### Problem to solve
Write each entry out once more, please, precisely as shown.

### Dataset

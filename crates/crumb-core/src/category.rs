//! Consent categories and their human-facing catalog entries.

use serde::{Deserialize, Serialize};
use strum::{Display, EnumIter, EnumString, IntoEnumIterator as _};

/// A class of storage or tracking a visitor can allow or refuse.
#[derive(
  Debug,
  Clone,
  Copy,
  PartialEq,
  Eq,
  PartialOrd,
  Ord,
  Hash,
  Serialize,
  Deserialize,
  Display,
  EnumIter,
  EnumString,
)]
#[serde(rename_all = "lowercase", try_from = "String")]
#[strum(serialize_all = "lowercase", ascii_case_insensitive)]
pub enum Category {
  /// Always granted; cannot be refused.
  Necessary,
  Analytics,
  Marketing,
  Preferences,
}

impl TryFrom<String> for Category {
  type Error = strum::ParseError;

  fn try_from(name: String) -> Result<Self, Self::Error> { name.trim().parse() }
}

/// Static description of a category, suitable for a settings view.
#[derive(Debug, Clone, Copy, PartialEq, Eq)]
pub struct CategoryInfo {
  pub category:    Category,
  pub title:       &'static str,
  pub description: &'static str,
  pub examples:    &'static str,
  /// Whether the visitor is allowed to refuse this category.
  pub required:    bool,
}

impl Category {
  /// Resolve a category by name, ignoring ASCII case.
  pub fn lookup(name: &str) -> Option<Self> {
    Self::try_from(name.to_owned()).ok()
  }

  /// All categories, `necessary` first.
  pub fn all() -> impl Iterator<Item = Self> { Self::iter() }

  /// The visitor-controlled categories.
  pub fn optional() -> impl Iterator<Item = Self> {
    Self::iter().filter(|c| !c.is_required())
  }

  pub fn is_required(self) -> bool { matches!(self, Self::Necessary) }

  pub fn info(self) -> CategoryInfo {
    match self {
      Self::Necessary => CategoryInfo {
        category:    self,
        title:       "Necessary",
        description: "Essential for site functionality, security and \
                      remembering this consent choice. Cannot be disabled.",
        examples:    "Session management, security tokens, consent \
                      preferences",
        required:    true,
      },
      Self::Analytics => CategoryInfo {
        category:    self,
        title:       "Analytics",
        description: "Help understand how visitors interact with the site.",
        examples:    "Page views, visitor journey tracking",
        required:    false,
      },
      Self::Marketing => CategoryInfo {
        category:    self,
        title:       "Marketing",
        description: "Used to track visitors across sites and show relevant \
                      advertisements.",
        examples:    "Social media pixels, advertising networks, retargeting",
        required:    false,
      },
      Self::Preferences => CategoryInfo {
        category:    self,
        title:       "Preferences",
        description: "Remember settings that customise the experience.",
        examples:    "Theme, language, layout customisations",
        required:    false,
      },
    }
  }
}
//! Error types for `crumb-core`.
//!
//! None of these reach callers of [`ConsentStore`](crate::store::ConsentStore);
//! the store resolves every failure to a well-defined state. They surface
//! from the codec's fallible helpers and from config validation.

use thiserror::Error;

#[derive(Debug, Error)]
pub enum Error {
  #[error("serialization error: {0}")]
  Serialization(#[from] serde_json::Error),

  #[error("schema version mismatch: found {found:?}, expected {expected:?}")]
  SchemaMismatch { found: String, expected: String },

  #[error("storage unavailable")]
  StorageUnavailable,

  #[error("invalid configuration: {0}")]
  InvalidConfig(String),
}

pub type Result<T, E = Error> = std::result::Result<T, E>;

### Output of the exercise
filename crates/crumb-core/src/category.rs
//! Consent categories and their human-facing catalog entries.

use serde::{Deserialize, Serialize};
use strum::{Display, EnumIter, EnumString, IntoEnumIterator as _};

/// A class of storage or tracking a visitor can allow or refuse.
#[derive(
  Debug,
  Clone,
  Copy,
  PartialEq,
  Eq,
  PartialOrd,
  Ord,
  Hash,
  Serialize,
  Deserialize,
  Display,
  EnumIter,
  EnumString,
)]
#[serde(rename_all = "lowercase", try_from = "String")]
#[strum(serialize_all = "lowercase", ascii_case_insensitive)]
pub enum Category {
  /// Always granted; cannot be refused.
  Necessary,
  Analytics,
  Marketing,
  Preferences,
}

impl TryFrom<String> for Category {
  type Error = strum::ParseError;

  fn try_from(name: String) -> Result<Self, Self::Error> { name.trim().parse() }
}

/// Static description of a category, suitable for a settings view.
#[derive(Debug, Clone, Copy, PartialEq, Eq)]
pub struct CategoryInfo {
  pub category:    Category,
  pub title:       &'static str,
  pub description: &'static str,
  pub examples:    &'static str,
  /// Whether the visitor is allowed to refuse this category.
  pub required:    bool,
}

impl Category {
  /// Resolve a category by name, ignoring ASCII case.
  pub fn lookup(name: &str) -> Option<Self> {
    Self::try_from(name.to_owned()).ok()
  }

  /// All categories, `necessary` first.
  pub fn all() -> impl Iterator<Item = Self> { Self::iter() }

  /// The visitor-controlled categories.
  pub fn optional() -> impl Iterator<Item = Self> {
    Self::iter().filter(|c| !c.is_required())
  }

  pub fn is_required(self) -> bool { matches!(self, Self::Necessary) }

  pub fn info(self) -> CategoryInfo {
    match self {
      Self::Necessary => CategoryInfo {
        category:    self,
        title:       "Necessary",
        description: "Essential for site functionality, security and \
                      remembering this consent choice. Cannot be disabled.",
        examples:    "Session management, security tokens, consent \
                      preferences",
        required:    true,
      },
      Self::Analytics => CategoryInfo {
        category:    self,
        title:       "Analytics",
        description: "Help understand how visitors interact with the site.",
        examples:    "Page views, visitor journey tracking",
        required:    false,
      },
      Self::Marketing => CategoryInfo {
        category:    self,
        title:       "Marketing",
        description: "Used to track visitors across sites and show relevant \
                      advertisements.",
        examples:    "Social media pixels, advertising networks, retargeting",
        required:    false,
      },
      Self::Preferences => CategoryInfo {
        category:    self,
        title:       "Preferences",
        description: "Remember settings that customise the experience.",
        examples:    "Theme, language, layout customisations",
        required:    false,
      },
    }
  }
}
//! Error types for `crumb-core`.
//!
//! None of these reach callers of [`ConsentStore`](crate::store::ConsentStore);
//! the store resolves every failure to a well-defined state. They surface
//! from the codec's fallible helpers and from config validation.

use thiserror::Error;

#[derive(Debug, Error)]
pub enum Error {
  #[error("serialization error: {0}")]
  Serialization(#[from] serde_json::Error),

  #[error("schema version mismatch: found {found:?}, expected {expected:?}")]
  SchemaMismatch { found: String, expected: String },

  #[error("storage unavailable")]
  StorageUnavailable,

  #[error("invalid configuration: {0}")]
  InvalidConfig(String),
}

pub type Result<T, E = Error> = std::result::Result<T, E>;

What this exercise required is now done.